Concluding remarks: Nicole Osborne (Co-organiser) ‘Spinoza and Contemporary Practice’

Held at Goldsmiths College, London. Location will be confirmed at the beginning of July.

Cesare Casarino (Minnesota) ‘The Expression of Time: Deleuze, Spinoza, Cinema’

This essay will argue that Baruch Spinoza’s thought constitutes the conceptual foundation of Gilles Deleuze’s Cinema 1 and Cinema 2 (thereby diverging from existing scholarship that identifies Henri Bergson’s thought as foundational for Deleuze’s understanding of the cinema). In particular, this essay argues that in these two works Deleuze deploys and re-elaborates his earlier interpretations of Spinoza and especially of the concept of “expression” (in Expressionism in Philosophy as well as in Logic of Sense), so as to produce at once a non-representational theory of the cinema as well as a Spinozian theory of time.

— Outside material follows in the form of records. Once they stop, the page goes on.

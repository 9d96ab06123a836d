//! Environment variables resource detectors.
//!
//! Implementations of `ResourceDetector` that extract a `Resource` from
//! environment variables.

use std::env;
use std::time::Duration;

use telemeter::{Key, KeyValue, Value};

use crate::attributes::SERVICE_NAME;
use crate::detector::{DetectionError, ResourceDetector};
use crate::Resource;

const TELEMETER_RESOURCE_ATTRIBUTES: &str = "TELEMETER_RESOURCE_ATTRIBUTES";
const TELEMETER_SERVICE_NAME: &str = "TELEMETER_SERVICE_NAME";

/// Extracts a resource from the `TELEMETER_RESOURCE_ATTRIBUTES` environment
/// variable.
///
/// The variable holds comma-separated `key=value` entries, for example
/// `service.name=checkout,deployment.environment=staging`. Keys and values
/// are trimmed of surrounding whitespace and entries without a `=` are
/// skipped. All values are recorded as strings.
///
/// An unset or empty variable is a successful, contribution-free detection,
/// not an error.
#[derive(Debug)]
pub struct EnvResourceDetector {
    _private: (),
}

impl ResourceDetector for EnvResourceDetector {
    fn detect(&self, _timeout: Duration) -> Result<Resource, DetectionError> {
        match env::var(TELEMETER_RESOURCE_ATTRIBUTES) {
            Ok(s) if !s.is_empty() => Ok(construct_env_resource(s)),
            Ok(_) | Err(_) => Ok(Resource::empty()), // return empty resource
        }
    }
}

impl EnvResourceDetector {
    /// Create `EnvResourceDetector` instance.
    pub fn new() -> Self {
        EnvResourceDetector { _private: () }
    }
}

impl Default for EnvResourceDetector {
    fn default() -> Self {
        EnvResourceDetector::new()
    }
}

/// Extract key value pairs and construct a resource from resources string like
/// key1=value1,key2=value2,...
fn construct_env_resource(s: String) -> Resource {
    Resource::new(s.split_terminator(',').filter_map(|entry| {
        let (key, value) = entry.split_once('=')?;

        Some(KeyValue::new(
            key.trim().to_owned(),
            value.trim().to_owned(),
        ))
    }))
}

/// Guarantees the attributes the SDK promises to always provide, currently
/// just `service.name`.
///
/// This detector will first try the `TELEMETER_SERVICE_NAME` env variable.
/// If it's not available, it will check `TELEMETER_RESOURCE_ATTRIBUTES` for
/// a `service.name` entry. If that is also not available, it will use
/// `unknown_service`.
///
/// If users want to set an empty service name, they can provide a resource
/// with an empty value and `service.name` key.
#[derive(Debug)]
pub struct SdkProvidedResourceDetector;

impl ResourceDetector for SdkProvidedResourceDetector {
    fn detect(&self, timeout: Duration) -> Result<Resource, DetectionError> {
        let service_name = env::var(TELEMETER_SERVICE_NAME)
            .ok()
            .filter(|s| !s.is_empty())
            .map(Value::from)
            .or_else(|| {
                EnvResourceDetector::new()
                    .detect(timeout)
                    .ok()
                    .and_then(|resource| resource.get(&Key::from_static_str(SERVICE_NAME)))
            })
            .unwrap_or_else(|| "unknown_service".into());

        Ok(Resource::new([KeyValue::new(SERVICE_NAME, service_name)]))
    }
}
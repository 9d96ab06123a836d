use std::time::Duration;

use telemeter::KeyValue;

use crate::attributes::{TELEMETRY_SDK_LANGUAGE, TELEMETRY_SDK_NAME, TELEMETRY_SDK_VERSION};
use crate::detector::{DetectionError, ResourceDetector};
use crate::Resource;

/// Reports the identity of the SDK capturing the telemetry.
///
/// It provides:
/// - `telemetry.sdk.name`, always `telemeter`
/// - `telemetry.sdk.language`, always `rust`
/// - `telemetry.sdk.version`, the version of this crate
///
/// The attributes are baked in at compile time, so detection cannot fail
/// and succeeds even when the detection budget is already exhausted.
#[derive(Debug)]
pub struct TelemetryResourceDetector;

impl ResourceDetector for TelemetryResourceDetector {
    fn detect(&self, _timeout: Duration) -> Result<Resource, DetectionError> {
        Ok(Resource::new([
            KeyValue::new(TELEMETRY_SDK_NAME, "telemeter"),
            KeyValue::new(TELEMETRY_SDK_LANGUAGE, "rust"),
            KeyValue::new(TELEMETRY_SDK_VERSION, env!("CARGO_PKG_VERSION")),
        ]))
    }
}

#[cfg(test)]
mod tests {
    use std::time::Duration;

    use crate::attributes::{TELEMETRY_SDK_LANGUAGE, TELEMETRY_SDK_NAME, TELEMETRY_SDK_VERSION};
    use crate::detector::ResourceDetector;

    use super::TelemetryResourceDetector;

    #[test]
    fn detect_sdk_identity_with_exhausted_budget() {
        let resource = TelemetryResourceDetector.detect(Duration::ZERO).unwrap();

        assert_eq!(resource.len(), 3);
        assert_eq!(
            resource.get(&TELEMETRY_SDK_NAME.into()),
            Some("telemeter".into())
        );
        assert_eq!(
            resource.get(&TELEMETRY_SDK_LANGUAGE.into()),
            Some("rust".into())
        );
        assert_eq!(
            resource.get(&TELEMETRY_SDK_VERSION.into()),
            Some(env!("CARGO_PKG_VERSION").into())
        );
    }
}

Charlotte Knox-Williams (Winchester) ‘The studio transformed: The expanded monad as a model for the studio in practice based research’

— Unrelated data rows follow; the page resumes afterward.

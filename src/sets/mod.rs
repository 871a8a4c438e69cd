// Copyright (c) 2026 Robert L. Snyder, Sierra Vista, AZ
// Licensed under the MIT License. See LICENSE file in the project root for details.

//! Screen-sets and the set manager.
//!
//! A screenset is one page of the live grid: `rows × columns` pattern
//! slots. Set numbers are laid out column-major, matching the slot layout
//! inside a set:
//!
//! ```text
//!     0   4   8   12  16  20  24  28
//!     1   5   9   13  17  21  25  29
//!     2   6   10  14  18  22  26  30
//!     3   7   11  15  19  23  27  31
//! ```
//!
//! Set `SET_LIMIT` is an inert dummy that always exists and is never the
//! play-screen.

pub mod manager;
pub mod screenset;
pub mod slot;

use thiserror::Error;

pub use manager::SetManager;
pub use screenset::Screenset;
pub use slot::{Pattern, Slot};

/// Set number (key and own identity of a screenset)
pub type SetNumber = i32;

/// Global pattern (sequence) number
pub type SeqNumber = i32;

/// Set number reserved for the dummy set
pub const SET_LIMIT: SetNumber = 2048;

/// Default slot rows per set
pub const DEFAULT_ROWS: i32 = 4;

/// Default slot columns per set
pub const DEFAULT_COLUMNS: i32 = 8;

/// Largest supported row count
pub const MAX_ROWS: i32 = 32;

/// Largest supported column count
pub const MAX_COLUMNS: i32 = 32;

/// True for set numbers that may hold a real (non-dummy) set.
pub fn is_valid_set(setno: SetNumber) -> bool {
    (0..SET_LIMIT).contains(&setno)
}

/// True when the grid dimensions are supported.
pub fn is_valid_geometry(rows: i32, columns: i32) -> bool {
    (1..=MAX_ROWS).contains(&rows) && (1..=MAX_COLUMNS).contains(&columns)
}

/// Set-level errors
#[derive(Debug, Clone, PartialEq, Eq, Error)]
pub enum SetError {
    /// Grid dimensions outside the supported range
    #[error("invalid set geometry {rows}x{columns}")]
    InvalidGeometry { rows: i32, columns: i32 },
    /// Set number outside [0, SET_LIMIT)
    #[error("set number {0} is out of range")]
    InvalidSet(SetNumber),
    /// Slot index outside the set's grid
    #[error("slot {index} is out of range for set {set}")]
    SlotOutOfRange { set: SetNumber, index: usize },
}

#[cfg(test)]
mod tests {
    use super::*;

    #[test]
    fn test_valid_set_range() {
        assert!(is_valid_set(0));
        assert!(is_valid_set(SET_LIMIT - 1));
        assert!(!is_valid_set(SET_LIMIT));
        assert!(!is_valid_set(-1));
    }

    #[test]
    fn test_geometry_limits() {
        assert!(is_valid_geometry(DEFAULT_ROWS, DEFAULT_COLUMNS));
        assert!(is_valid_geometry(1, 1));
        assert!(!is_valid_geometry(0, 8));
        assert!(!is_valid_geometry(4, MAX_COLUMNS + 1));
    }

    #[test]
    fn test_error_messages() {
        let err = SetError::InvalidGeometry { rows: 0, columns: 8 };
        assert_eq!(err.to_string(), "invalid set geometry 0x8");
        assert_eq!(SetError::InvalidSet(-3).to_string(), "set number -3 is out of range");
    }
}
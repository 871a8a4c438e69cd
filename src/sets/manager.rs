// Copyright (c) 2026 Robert L. Snyder, Sierra Vista, AZ
// Licensed under the MIT License. See LICENSE file in the project root for details.

//! Set manager: the ordered collection of screensets and the play-screen.
//!
//! Sets are stored by key in ascending order. A swap exchanges the contents
//! of two entries and never re-keys them, so a set's own number can differ
//! from its storage key. Lookups by displayed number go through
//! [`SetManager::find_by_value`].
//!
//! The manager does no locking. Handlers run on the caller's stack and must
//! not add sets while a visit is in progress (the borrow checker enforces
//! this for the handlers taken here).

use std::collections::BTreeMap;
use std::fmt::Write;

use tracing::{debug, trace, warn};

use super::screenset::Screenset;
use super::slot::Slot;
use super::{
    is_valid_geometry, is_valid_set, SetError, SetNumber, DEFAULT_COLUMNS, DEFAULT_ROWS,
    SET_LIMIT,
};

/// Manages all screensets and the single active play-screen
#[derive(Debug, Clone)]
pub struct SetManager {
    /// Slot rows for every set
    rows: i32,
    /// Slot columns for every set
    columns: i32,
    /// Sets by storage key
    container: BTreeMap<SetNumber, Screenset>,
    /// Storage key of the play-screen
    playscreen: SetNumber,
}

impl SetManager {
    /// Create a manager with the default 4×8 grid, holding set 0 as the
    /// play-screen plus the dummy set
    pub fn new() -> Self {
        let mut manager = Self {
            rows: DEFAULT_ROWS,
            columns: DEFAULT_COLUMNS,
            container: BTreeMap::new(),
            playscreen: 0,
        };
        manager.reset();
        manager
    }

    /// Create a manager with a custom grid
    pub fn with_geometry(rows: i32, columns: i32) -> Result<Self, SetError> {
        if !is_valid_geometry(rows, columns) {
            return Err(SetError::InvalidGeometry { rows, columns });
        }
        let mut manager = Self {
            rows,
            columns,
            container: BTreeMap::new(),
            playscreen: 0,
        };
        manager.reset();
        Ok(manager)
    }

    /// Drop every set, then recreate set 0 as the play-screen and the dummy
    pub fn reset(&mut self) {
        self.container.clear();
        self.add_set(0);
        self.set_playscreen(0);
        self.add_set(SET_LIMIT);
        debug!(rows = self.rows, columns = self.columns, "screensets reset");
    }

    /// Get row count
    pub fn rows(&self) -> i32 {
        self.rows
    }

    /// Get column count
    pub fn columns(&self) -> i32 {
        self.columns
    }

    /// Slots per set
    pub fn set_size(&self) -> usize {
        (self.rows * self.columns) as usize
    }

    /// Set number for a position in the set grid (column-major).
    /// Out-of-range positions give set 0.
    pub fn calculate_set(&self, row: i32, column: i32) -> SetNumber {
        if row < 0 || row >= self.rows || column < 0 || column >= self.columns {
            0
        } else {
            self.rows * column + row
        }
    }

    /// Add a set if its key is free and return it. Keys above the dummy
    /// or below zero are refused.
    pub fn add_set(&mut self, setno: SetNumber) -> Option<&mut Screenset> {
        if !(0..=SET_LIMIT).contains(&setno) {
            warn!(setno, "refusing to add set outside the set range");
            return None;
        }
        let (rows, columns) = (self.rows, self.columns);
        let set = self.container.entry(setno).or_insert_with(|| {
            debug!(setno, "adding screenset");
            Screenset::new(setno, rows, columns)
        });
        Some(set)
    }

    /// Number of real (non-dummy) sets
    pub fn screenset_count(&self) -> usize {
        self.container.range(..SET_LIMIT).count()
    }

    /// Highest real set key
    pub fn highest_set(&self) -> Option<SetNumber> {
        self.container.range(..SET_LIMIT).next_back().map(|(k, _)| *k)
    }

    /// Iterate sets in ascending key order
    pub fn iter(&self) -> impl Iterator<Item = (SetNumber, &Screenset)> {
        self.container.iter().map(|(k, s)| (*k, s))
    }

    /// Get set by storage key
    pub fn screen(&self, key: SetNumber) -> Option<&Screenset> {
        self.container.get(&key)
    }

    /// Get mutable set by storage key
    pub fn screen_mut(&mut self, key: SetNumber) -> Option<&mut Screenset> {
        self.container.get_mut(&key)
    }

    /// Check if a set is stored under the key
    pub fn is_screenset_available(&self, key: SetNumber) -> bool {
        self.container.contains_key(&key)
    }

    /// Check if a usable set with at least one pattern is stored under the key
    pub fn is_screenset_active(&self, key: SetNumber) -> bool {
        self.container
            .get(&key)
            .map_or(false, |s| s.usable() && !s.is_empty())
    }

    /// Rename the set stored under the key
    pub fn set_name(&mut self, key: SetNumber, name: impl Into<String>) -> bool {
        match self.container.get_mut(&key) {
            Some(set) => {
                set.set_name(name);
                true
            }
            None => false,
        }
    }

    /// Ordinal position, in key order, of the set whose own number matches
    pub fn screenset_index(&self, setno: SetNumber) -> Option<usize> {
        self.container
            .values()
            .position(|s| s.set_number() == setno)
    }

    /// Storage key of the set whose own number matches
    pub fn find_key_by_value(&self, setno: SetNumber) -> Option<SetNumber> {
        self.container
            .iter()
            .find(|(_, s)| s.set_number() == setno)
            .map(|(k, _)| *k)
    }

    /// Set whose own number matches, regardless of its key
    pub fn find_by_value(&self, setno: SetNumber) -> Option<&Screenset> {
        self.container.values().find(|s| s.set_number() == setno)
    }

    /// Mutable set whose own number matches, regardless of its key
    pub fn find_by_value_mut(&mut self, setno: SetNumber) -> Option<&mut Screenset> {
        self.container.values_mut().find(|s| s.set_number() == setno)
    }

    /// Exchange the contents of the sets numbered `set0` and `set1`.
    ///
    /// The storage keys stay put: the entry stored where `set0` was found
    /// now holds the contents numbered `set1`, and vice versa. Nothing
    /// changes unless both sets are found. The dummy cannot be swapped.
    pub fn swap_sets(&mut self, set0: SetNumber, set1: SetNumber) -> bool {
        if !is_valid_set(set0) || !is_valid_set(set1) {
            warn!(set0, set1, "cannot swap a set outside the set range");
            return false;
        }
        let (key0, key1) = match (self.find_key_by_value(set0), self.find_key_by_value(set1)) {
            (Some(key0), Some(key1)) => (key0, key1),
            _ => {
                warn!(set0, set1, "swap failed, set not found");
                return false;
            }
        };
        if key0 == key1 {
            return true;
        }

        let mut pair = self
            .container
            .iter_mut()
            .filter(|(k, _)| **k == key0 || **k == key1)
            .map(|(_, s)| s);
        if let (Some(low), Some(high)) = (pair.next(), pair.next()) {
            std::mem::swap(low, high);
        }
        if let Some(set) = self.container.get_mut(&key0) {
            set.change_set_number(set1);
        }
        if let Some(set) = self.container.get_mut(&key1) {
            set.change_set_number(set0);
        }

        // The active flag moved with the contents.
        if self.playscreen == key0 {
            self.playscreen = key1;
        } else if self.playscreen == key1 {
            self.playscreen = key0;
        }
        debug!(set0, set1, key0, key1, "swapped screensets");
        true
    }

    /// Storage key of the play-screen
    pub fn playscreen_number(&self) -> SetNumber {
        self.playscreen
    }

    /// Get the play-screen
    pub fn playscreen(&self) -> Option<&Screenset> {
        self.container.get(&self.playscreen)
    }

    /// Get the mutable play-screen
    pub fn playscreen_mut(&mut self) -> Option<&mut Screenset> {
        self.container.get_mut(&self.playscreen)
    }

    /// Make the set stored under `setno` the only play-screen, creating it
    /// if needed. Numbers outside [0, SET_LIMIT) are refused and leave the
    /// current play-screen alone.
    pub fn set_playscreen(&mut self, setno: SetNumber) -> bool {
        if !is_valid_set(setno) {
            warn!(setno, "play-screen out of range");
            return false;
        }
        if !self.container.contains_key(&setno) {
            self.add_set(setno);
        }
        let result = self.activate(setno);
        if !result {
            self.fallback_playscreen();
        }
        result
    }

    fn activate(&mut self, setno: SetNumber) -> bool {
        if !self.container.contains_key(&setno) {
            return false;
        }
        if let Some(old) = self.container.get_mut(&self.playscreen) {
            old.set_is_playscreen(false);
        }
        match self.container.get_mut(&setno) {
            Some(set) => {
                set.set_is_playscreen(true);
                self.playscreen = setno;
                debug!(setno, "play-screen changed");
                true
            }
            None => false,
        }
    }

    /// Recover from a failed activation by making set 0 the play-screen.
    fn fallback_playscreen(&mut self) {
        warn!("play-screen activation failed, falling back to set 0");
        for set in self.container.values_mut() {
            set.set_is_playscreen(false);
        }
        let (rows, columns) = (self.rows, self.columns);
        self.container
            .entry(0)
            .or_insert_with(|| Screenset::new(0, rows, columns))
            .set_is_playscreen(true);
        self.playscreen = 0;
    }

    /// Run a set handler on each usable set, passing 0, 1, 2, ... as the
    /// index. Stops at the first handler failure. Returns false if nothing
    /// was visited.
    pub fn set_function<S>(&mut self, mut set_handler: S) -> bool
    where
        S: FnMut(&mut Screenset, SetNumber) -> bool,
    {
        let mut result = false;
        let mut index: SetNumber = 0;
        for set in self.container.values_mut().filter(|s| s.usable()) {
            result = set.set_function(&mut set_handler, index);
            index += 1;
            if !result {
                trace!(setno = set.set_number(), "set handler stopped the visit");
                break;
            }
        }
        result
    }

    /// Run a set handler and then a slot handler per slot on each usable set.
    pub fn set_and_slot_function<S, P>(&mut self, mut set_handler: S, mut slot_handler: P) -> bool
    where
        S: FnMut(&mut Screenset, SetNumber) -> bool,
        P: FnMut(&mut Slot) -> bool,
    {
        let mut result = false;
        for set in self.container.values_mut().filter(|s| s.usable()) {
            result = set.set_and_slot_function(&mut set_handler, &mut slot_handler);
            if !result {
                trace!(setno = set.set_number(), "set/slot handler stopped the visit");
                break;
            }
        }
        result
    }

    /// Run a slot handler on every slot of each usable set.
    pub fn slot_function<P>(&mut self, mut slot_handler: P) -> bool
    where
        P: FnMut(&mut Slot) -> bool,
    {
        let mut result = false;
        for set in self.container.values_mut().filter(|s| s.usable()) {
            result = set.slot_function(&mut slot_handler);
            if !result {
                trace!(setno = set.set_number(), "slot handler stopped the visit");
                break;
            }
        }
        result
    }

    /// Report of every set below the dummy key
    pub fn sets_to_string(&self, show_patterns: bool) -> String {
        let mut result = String::from(if show_patterns {
            "Sets and Sequences:\n"
        } else {
            "Sets:\n"
        });
        for (key, set) in self.container.range(..SET_LIMIT) {
            let _ = write!(result, "  Key {}: ", key);
            if set.usable() {
                result.push_str(&set.describe(show_patterns));
            } else {
                result.push('\n');
            }
        }
        result
    }

    /// Print the set report to stdout
    pub fn show(&self, show_patterns: bool) {
        print!("{}", self.sets_to_string(show_patterns));
    }
}

impl Default for SetManager {
    fn default() -> Self {
        Self::new()
    }
}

This paper will explore the artists studio as an expanded monad-machine, applying and extending these concepts through practice.  The presentation will comprise a paper and a film, and is intended to show how philosophy and art practice might work through and in connection with one another.  Leibniz’s monad is based in a condition of closure, it encompasses in its depths its own privileged point of view on the one, chosen and best world.  Deleuze prises open these folded depths, moving in the final chapter of The Fold towards an expansion of the monad that makes it capable of containing non-compossibles and including disjunctions.  It is this expansion that the paper will focus on, and the ways that the studio might be understood in these terms.

Guillaume Collett (Kent) ‘Deleuze and Spinoza: from Expressionism in Philosophy: Spinoza to The Logic of Sense

This paper argues that Deleuze’s The Logic of Sense (1969) attempts to complete the logic of expression outlined in Expressionism in Philosophy: Spinoza (1968). The latter text shows how univocal substance is both grounded in the logical proposition and ungrounds the proposition once substance has been expressed by it. Likewise, The Logic of Sense considers the proposition to produce sense (substance), aligning the 1969 text with (Deleuze’s) Spinoza and with structuralist psychoanalysis (which Deleuze draws on to deepen the logic of expression), and considers structuralist-psychoanalytic logic to be ungrounded by the univocal sense it generates, aligning it with Spinoza alone.

Robin Dunford (Exeter) ‘Assemblage Theory and ‘Emergentic Spinozism’’

I propose to bring Spinoza’s ontology into relation with the assemblage theory developed by DeLanda and conceptions of emergence found in the sciences of complexity in order to generate an ‘Emergentic Spinozist’ ontology. Emergentic Spinozism retains the commitment to immanence and substance monism that lies at the core of Spinoza’s philosophy, but replaces Spinoza’s explanation of mind and body as parallel attributes of the same substance with an account of mind emerging from a certain degree of material complexity, and replaces Spinoza’s determinism with an understanding of the one Nature as endlessly creative.

Simon O’Sullivan (Goldsmiths) ‘The Care of the Self versus the Ethics of Desire (or, Spinoza between Lacan and Foucault)’

Is Foucault’s “Care of the Self” part of that ethical tradition that Lacan undermines in his seminar on The Ethics of Psychonalysis, or does the former in fact involve a different understanding of ethics that brings it closer to the psychoanalytic programme itself? Spinoza’s own Ethics will operate as the mediating term here, as well as offering insights into both Lacan and Foucault’s definitions of the ethical subject.

Assunta Ruocco (Goldsmiths) ‘Monad and Multitude’

An exploration of two concepts from Leibniz’s and Spinoza’s philosophical systems, and of the ways in which they have or could be deployed in contemporary politics. The focus is on the Baroque philosophers’ influence on the work of Gilles Deleuze and Felix Guattari, and the different ways in which this influence has been received by the Italian thinkers of post-Fordism. If the monad, Baroque automaton, and the post-Fordist techno-subject are made to dance with each other, mirrored, if opposed, gestures compose the artificial ballet. But their retreat within the rows of the multitude is a differing scene.